En sus tiempos de colegio, el miedo empezó su danza, recorriendo los más recónditos aposentos. El día en que descubrió que moría al fin y al cabo moría, vomitó hasta los precintos de las momias. A la angustia de saber de la existencia de la muerte, le acompañaron los misterios de la religión católica, con sus pecados y sus castigos, mientras ella, se deslizaba por la cuerda floja entre lo que debía creer y el sentimiento que la movía a fuerza de impulsos. Paralelamente, por aquellas temporadas estaban en su máximo apogeo los tabúes y las supersticiones y , por inmadura o por inercia, también, se sentía persuadida. Rezaba holgazana por las noches sin conocimiento de causa o efecto, tiraba al pozo un puñado de sal cuando su tía se lo pedía, nada de pasar por debajo de las escaleras y se santiguaba ante un gato negro. Su recuerdo más espantoso lo tiene del día en que una señora vecina le afirmó, sin tacto, que pronto se caería del tejado.

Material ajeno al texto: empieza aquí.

/// Security headers middleware
///
/// Adds security-related HTTP headers to all responses, following OWASP
/// recommendations.
///
/// # Headers Applied
///
/// - `X-Content-Type-Options: nosniff` - Prevents MIME type sniffing
/// - `X-Frame-Options: DENY` - Prevents clickjacking
/// - `Strict-Transport-Security` - Forces HTTPS (production only)
/// - `Content-Security-Policy` - Restricts resource loading (API: deny all)
/// - `Referrer-Policy: strict-origin-when-cross-origin`
///
/// # Example
///
/// ```no_run
/// use axum::Router;
/// use crewcall_api::middleware::security::SecurityHeadersLayer;
///
/// let app: Router = Router::new()
///     .layer(SecurityHeadersLayer::new(true)); // true = production mode
/// ```
use axum::{extract::Request, response::Response};
use std::task::{Context, Poll};
use tower::{Layer, Service};

/// Security headers middleware layer
#[derive(Clone)]
pub struct SecurityHeadersLayer {
    /// Whether to enable HSTS (HTTPS-only, should be true in production)
    enable_hsts: bool,
}

impl SecurityHeadersLayer {
    /// Creates a new security headers layer
    pub fn new(enable_hsts: bool) -> Self {
        Self { enable_hsts }
    }
}

impl<S> Layer<S> for SecurityHeadersLayer {
    type Service = SecurityHeadersMiddleware<S>;

    fn layer(&self, inner: S) -> Self::Service {
        SecurityHeadersMiddleware {
            inner,
            enable_hsts: self.enable_hsts,
        }
    }
}

/// Security headers middleware service
#[derive(Clone)]
pub struct SecurityHeadersMiddleware<S> {
    inner: S,
    enable_hsts: bool,
}

impl<S> Service<Request> for SecurityHeadersMiddleware<S>
where
    S: Service<Request, Response = Response> + Send + 'static,
    S::Future: Send + 'static,
{
    type Response = S::Response;
    type Error = S::Error;
    type Future = std::pin::Pin<
        Box<dyn std::future::Future<Output = Result<Self::Response, Self::Error>> + Send>,
    >;

    fn poll_ready(&mut self, cx: &mut Context<'_>) -> Poll<Result<(), Self::Error>> {
        self.inner.poll_ready(cx)
    }

    fn call(&mut self, request: Request) -> Self::Future {
        let future = self.inner.call(request);
        let enable_hsts = self.enable_hsts;

        Box::pin(async move {
            let mut response = future.await?;
            let headers = response.headers_mut();

            headers.insert("X-Content-Type-Options", "nosniff".parse().unwrap());
            headers.insert("X-Frame-Options", "DENY".parse().unwrap());
            headers.insert(
                "Referrer-Policy",
                "strict-origin-when-cross-origin".parse().unwrap(),
            );

            // JSON API: nothing should ever be loaded or framed
            headers.insert(
                "Content-Security-Policy",
                "default-src 'none'; frame-ancestors 'none'".parse().unwrap(),
            );

            if enable_hsts {
                headers.insert(
                    "Strict-Transport-Security",
                    "max-age=31536000; includeSubDomains".parse().unwrap(),
                );
            }

            Ok(response)
        })
    }
}

#[cfg(test)]
mod tests {
    use super::*;
    use axum::{body::Body, http::StatusCode, response::IntoResponse, routing::get, Router};
    use tower::Service as _;

    async fn handler() -> impl IntoResponse {
        (StatusCode::OK, "test")
    }

    #[tokio::test]
    async fn test_security_headers_applied() {
        let mut app = Router::new()
            .route("/test", get(handler))
            .layer(SecurityHeadersLayer::new(false));

        let response = app
            .call(Request::builder().uri("/test").body(Body::empty()).unwrap())
            .await
            .unwrap();

        let headers = response.headers();
        assert_eq!(headers.get("X-Content-Type-Options").unwrap(), "nosniff");
        assert_eq!(headers.get("X-Frame-Options").unwrap(), "DENY");
        assert!(headers.get("Content-Security-Policy").is_some());
        assert!(headers.get("Strict-Transport-Security").is_none());
    }

    #[tokio::test]
    async fn test_hsts_enabled_in_production() {
        let mut app = Router::new()
            .route("/test", get(handler))
            .layer(SecurityHeadersLayer::new(true));

        let response = app
            .call(Request::builder().uri("/test").body(Body::empty()).unwrap())
            .await
            .unwrap();

        assert!(response.headers().get("Strict-Transport-Security").is_some());
    }
}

Tendría unos once años.
A partir de entonces su fortaleza y su agnosticismo empezaron a subir por una escalera de rudos peldaños, fue a la mitad de la cuesta cuando le llegó el miedo fotografiado, el miedo a una verdad sin más allá, un amargo trago que la lastimó hondamente, por sorpresa y para siempre. De este periodo nada me quiso contar, sólo dijo que vivió un cúmulo de sentimientos y emociones que nunca antes había tenido, que se sintió más solitaria y aislada que nunca, que vio el vacío, la inexistencia, que en esos momentos solo temía y temía por la vida de aquella persona por la que, sin dudarlo, habría canjeado la suya. Desgraciadamente ni esa petición le fue concedida.

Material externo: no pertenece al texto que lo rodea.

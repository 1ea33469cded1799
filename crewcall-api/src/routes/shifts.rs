/// Shift and shift-application endpoints
///
/// # Endpoints
///
/// - `GET    /v1/shifts` - Filtered list
/// - `POST   /v1/shifts` - Create (management)
/// - `GET    /v1/shifts/my-shifts` - Shifts assigned to the caller
/// - `GET    /v1/shifts/my-applications` - Caller's applications
/// - `GET    /v1/shifts/available` - Open future shifts not yet applied to
/// - `GET    /v1/shifts/stats` - Global counters (management)
/// - `GET    /v1/shifts/applications/pending` - Pending applications (management)
/// - `GET    /v1/shifts/:id` - Single shift
/// - `GET    /v1/shifts/:id/applications` - Applications for a shift (management)
/// - `POST   /v1/shifts/:id/apply` - Apply to a shift
/// - `POST   /v1/shifts/applications/:id/review` - Approve/reject (management)
/// - `POST   /v1/shifts/:id/assign` - Direct assignment (management)
/// - `POST   /v1/shifts/:id/unassign` - Remove assignment (management)
/// - `DELETE /v1/shifts/applications/:id` - Cancel own pending application
/// - `PATCH  /v1/shifts/:id` - Partial update (management)
/// - `DELETE /v1/shifts/:id` - Delete (admin/management)
use crate::{
    app::AppState,
    error::{ApiError, ApiResult},
};
use axum::{
    extract::{Path, Query, State},
    http::StatusCode,
    Extension, Json,
};
use chrono::{NaiveDate, NaiveTime};
use crewcall_shared::{
    auth::{
        authorization::{require_admin_or_management, require_management},
        middleware::AuthContext,
    },
    models::{
        application::{ApplyToShift, ReviewDecision, ShiftApplication},
        event::Event,
        shift::{CreateShift, Shift, ShiftFilter, ShiftStats, UpdateShift},
        user::User,
    },
};
use serde::Deserialize;
use uuid::Uuid;
use validator::Validate;

/// Create shift request
#[derive(Debug, Deserialize, Validate)]
pub struct CreateShiftRequest {
    pub event_id: Uuid,
    pub shift_date: NaiveDate,
    pub start_time: NaiveTime,
    pub end_time: NaiveTime,

    #[validate(length(max = 255, message = "Position name must be at most 255 characters"))]
    pub position_name: Option<String>,

    #[validate(range(min = 1, message = "Required count must be at least 1"))]
    pub required_count: Option<i32>,

    pub description: Option<String>,
    pub requirements: Option<String>,

    #[validate(range(min = 0, message = "Hourly rate cannot be negative"))]
    pub hourly_rate_cents: Option<i32>,
}

/// Apply request
#[derive(Debug, Deserialize, Validate)]
pub struct ApplyRequest {
    #[validate(range(min = 1, max = 5, message = "Priority must be between 1 and 5"))]
    pub priority: Option<i32>,

    #[validate(length(max = 2000, message = "Notes must be at most 2000 characters"))]
    pub notes: Option<String>,
}

/// Review request
#[derive(Debug, Deserialize)]
pub struct ReviewRequest {
    pub decision: ReviewDecision,
    pub review_notes: Option<String>,
}

/// Direct assignment request
#[derive(Debug, Deserialize)]
pub struct AssignRequest {
    pub user_id: Uuid,
}

/// Filtered shift listing
pub async fn list_shifts(
    State(state): State<AppState>,
    Query(filter): Query<ShiftFilter>,
) -> ApiResult<Json<Vec<Shift>>> {
    let shifts = Shift::list(&state.db, &filter).await?;
    Ok(Json(shifts))
}

/// Create a shift under an event (management tier)
pub async fn create_shift(
    State(state): State<AppState>,
    Extension(auth): Extension<AuthContext>,
    Json(req): Json<CreateShiftRequest>,
) -> ApiResult<(StatusCode, Json<Shift>)> {
    require_management(&auth)?;
    req.validate()?;

    // Friendly 404 instead of an FK violation
    if Event::find_by_id(&state.db, req.event_id).await?.is_none() {
        return Err(ApiError::NotFound("Event not found".to_string()));
    }

    let shift = Shift::create(
        &state.db,
        CreateShift {
            event_id: req.event_id,
            shift_date: req.shift_date,
            start_time: req.start_time,
            end_time: req.end_time,
            position_name: req.position_name,
            required_count: req.required_count,
            description: req.description,
            requirements: req.requirements,
            hourly_rate_cents: req.hourly_rate_cents,
        },
    )
    .await?;

    tracing::info!(shift_id = %shift.id, event_id = %shift.event_id, "Shift created");
    Ok((StatusCode::CREATED, Json(shift)))
}

/// Shifts assigned to the caller
pub async fn my_shifts(
    State(state): State<AppState>,
    Extension(auth): Extension<AuthContext>,
) -> ApiResult<Json<Vec<Shift>>> {
    let shifts = Shift::assigned_to(&state.db, auth.user_id).await?;
    Ok(Json(shifts))
}

/// The caller's applications, newest first
pub async fn my_applications(
    State(state): State<AppState>,
    Extension(auth): Extension<AuthContext>,
) -> ApiResult<Json<Vec<ShiftApplication>>> {
    let applications = ShiftApplication::list_for_user(&state.db, auth.user_id).await?;
    Ok(Json(applications))
}

/// Open, future-dated shifts the caller has not applied to
pub async fn available_shifts(
    State(state): State<AppState>,
    Extension(auth): Extension<AuthContext>,
) -> ApiResult<Json<Vec<Shift>>> {
    let shifts = Shift::available_for(&state.db, auth.user_id).await?;
    Ok(Json(shifts))
}

/// Global shift and application counters (management tier)
pub async fn shift_stats(
    State(state): State<AppState>,
    Extension(auth): Extension<AuthContext>,
) -> ApiResult<Json<ShiftStats>> {
    require_management(&auth)?;

    let stats = Shift::stats(&state.db).await?;
    Ok(Json(stats))
}

/// All pending applications, review queue order (management tier)
pub async fn pending_applications(
    State(state): State<AppState>,
    Extension(auth): Extension<AuthContext>,
) -> ApiResult<Json<Vec<ShiftApplication>>> {
    require_management(&auth)?;

    let applications = ShiftApplication::list_pending(&state.db).await?;
    Ok(Json(applications))
}

/// Single shift
pub async fn get_shift(
    State(state): State<AppState>,
    Path(id): Path<Uuid>,
) -> ApiResult<Json<Shift>> {
    let shift = Shift::find_by_id(&state.db, id)
        .await?
        .ok_or_else(|| ApiError::NotFound("Shift not found".to_string()))?;

    Ok(Json(shift))
}

/// Applications for one shift (management tier)
pub async fn shift_applications(
    State(state): State<AppState>,
    Extension(auth): Extension<AuthContext>,
    Path(id): Path<Uuid>,
) -> ApiResult<Json<Vec<ShiftApplication>>> {
    require_management(&auth)?;

    if Shift::find_by_id(&state.db, id).await?.is_none() {
        return Err(ApiError::NotFound("Shift not found".to_string()));
    }

    let applications = ShiftApplication::list_for_shift(&state.db, id).await?;
    Ok(Json(applications))
}

/// Apply to a shift
///
/// # Errors
///
/// - `404`: shift does not exist
/// - `400`: shift closed or in the past
/// - `409`: already applied
pub async fn apply_to_shift(
    State(state): State<AppState>,
    Extension(auth): Extension<AuthContext>,
    Path(id): Path<Uuid>,
    Json(req): Json<ApplyRequest>,
) -> ApiResult<(StatusCode, Json<ShiftApplication>)> {
    req.validate()?;

    let application = ShiftApplication::apply(
        &state.db,
        id,
        auth.user_id,
        ApplyToShift {
            priority: req.priority,
            notes: req.notes,
        },
    )
    .await?;

    tracing::info!(
        application_id = %application.id,
        shift_id = %id,
        user_id = %auth.user_id,
        "Shift application filed"
    );
    Ok((StatusCode::CREATED, Json(application)))
}

/// Approve or reject a pending application (management tier)
///
/// Approving fills the shift, approves this application, and rejects all
/// competing pending applications atomically.
pub async fn review_application(
    State(state): State<AppState>,
    Extension(auth): Extension<AuthContext>,
    Path(id): Path<Uuid>,
    Json(req): Json<ReviewRequest>,
) -> ApiResult<Json<ShiftApplication>> {
    require_management(&auth)?;

    let application =
        ShiftApplication::review(&state.db, id, auth.user_id, req.decision, req.review_notes)
            .await?;

    tracing::info!(
        application_id = %application.id,
        status = application.status.as_str(),
        reviewed_by = %auth.user_id,
        "Application reviewed"
    );
    Ok(Json(application))
}

/// Directly assign a worker to a shift (management tier)
///
/// Works whether or not the worker applied; a pending application from the
/// worker is approved, and competing pending applications are rejected.
pub async fn assign_shift(
    State(state): State<AppState>,
    Extension(auth): Extension<AuthContext>,
    Path(id): Path<Uuid>,
    Json(req): Json<AssignRequest>,
) -> ApiResult<Json<Shift>> {
    require_management(&auth)?;

    if User::find_by_id(&state.db, req.user_id).await?.is_none() {
        return Err(ApiError::NotFound("User not found".to_string()));
    }

    let shift = Shift::assign(&state.db, id, req.user_id, auth.user_id).await?;

    tracing::info!(
        shift_id = %shift.id,
        assigned_user = %req.user_id,
        assigned_by = %auth.user_id,
        "Shift assigned"
    );
    Ok(Json(shift))
}

/// Remove the assigned worker and reopen the shift (management tier)
pub async fn unassign_shift(
    State(state): State<AppState>,
    Extension(auth): Extension<AuthContext>,
    Path(id): Path<Uuid>,
) -> ApiResult<Json<Shift>> {
    require_management(&auth)?;

    let shift = Shift::unassign(&state.db, id).await?;

    tracing::info!(shift_id = %shift.id, unassigned_by = %auth.user_id, "Shift unassigned");
    Ok(Json(shift))
}

/// Cancel the caller's own pending application
pub async fn cancel_application(
    State(state): State<AppState>,
    Extension(auth): Extension<AuthContext>,
    Path(id): Path<Uuid>,
) -> ApiResult<StatusCode> {
    ShiftApplication::cancel(&state.db, id, auth.user_id).await?;

    tracing::info!(application_id = %id, user_id = %auth.user_id, "Application cancelled");
    Ok(StatusCode::NO_CONTENT)
}

/// Partial update (management tier)
pub async fn update_shift(
    State(state): State<AppState>,
    Extension(auth): Extension<AuthContext>,
    Path(id): Path<Uuid>,
    Json(data): Json<UpdateShift>,
) -> ApiResult<Json<Shift>> {
    require_management(&auth)?;

    let shift = Shift::update(&state.db, id, data)
        .await?
        .ok_or_else(|| ApiError::NotFound("Shift not found".to_string()))?;

    Ok(Json(shift))
}

/// Delete a shift and its applications (admin or management)
pub async fn delete_shift(
    State(state): State<AppState>,
    Extension(auth): Extension<AuthContext>,
    Path(id): Path<Uuid>,
) -> ApiResult<StatusCode> {
    require_admin_or_management(&auth)?;

    let deleted = Shift::delete(&state.db, id).await?;
    if !deleted {
        return Err(ApiError::NotFound("Shift not found".to_string()));
    }

    tracing::info!(shift_id = %id, deleted_by = %auth.user_id, "Shift deleted");
    Ok(StatusCode::NO_CONTENT)
}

En la actualidad, su miedo ha cambiado de ritmo, ya no teme a los fantasmas ni a las voces de ultratumba, ni de los tabúes, ni de las supersticiones, ni de los hechizos. Ya no mira debajo de la cama, ni teme a la oscuridad ni a estar sola. Su miedo se ha travestido, se ha quitado la máscara y en su morada ha amanecido, es una emoción diurna. Ahora teme por los suyos, a las columnas de guerras, a que le aten las manos y le pongan una mordaza en su boca, a equivocarse, miedo a no reconocerlo, a que le llegue por sorpresa. Teme destrozar su entorno, sucumbir ante el frio metal del dinero, a ser poderosa, a ser rica, a la prepotencia del que está más arriba. Un miedo al miedo de carne y hueso. Y ese será su destino; seguirá enfrentándose al miedo, como excelsamente expresa Rafa León "Oculta tras los visillos para que no sepa el miedo que es su esclava".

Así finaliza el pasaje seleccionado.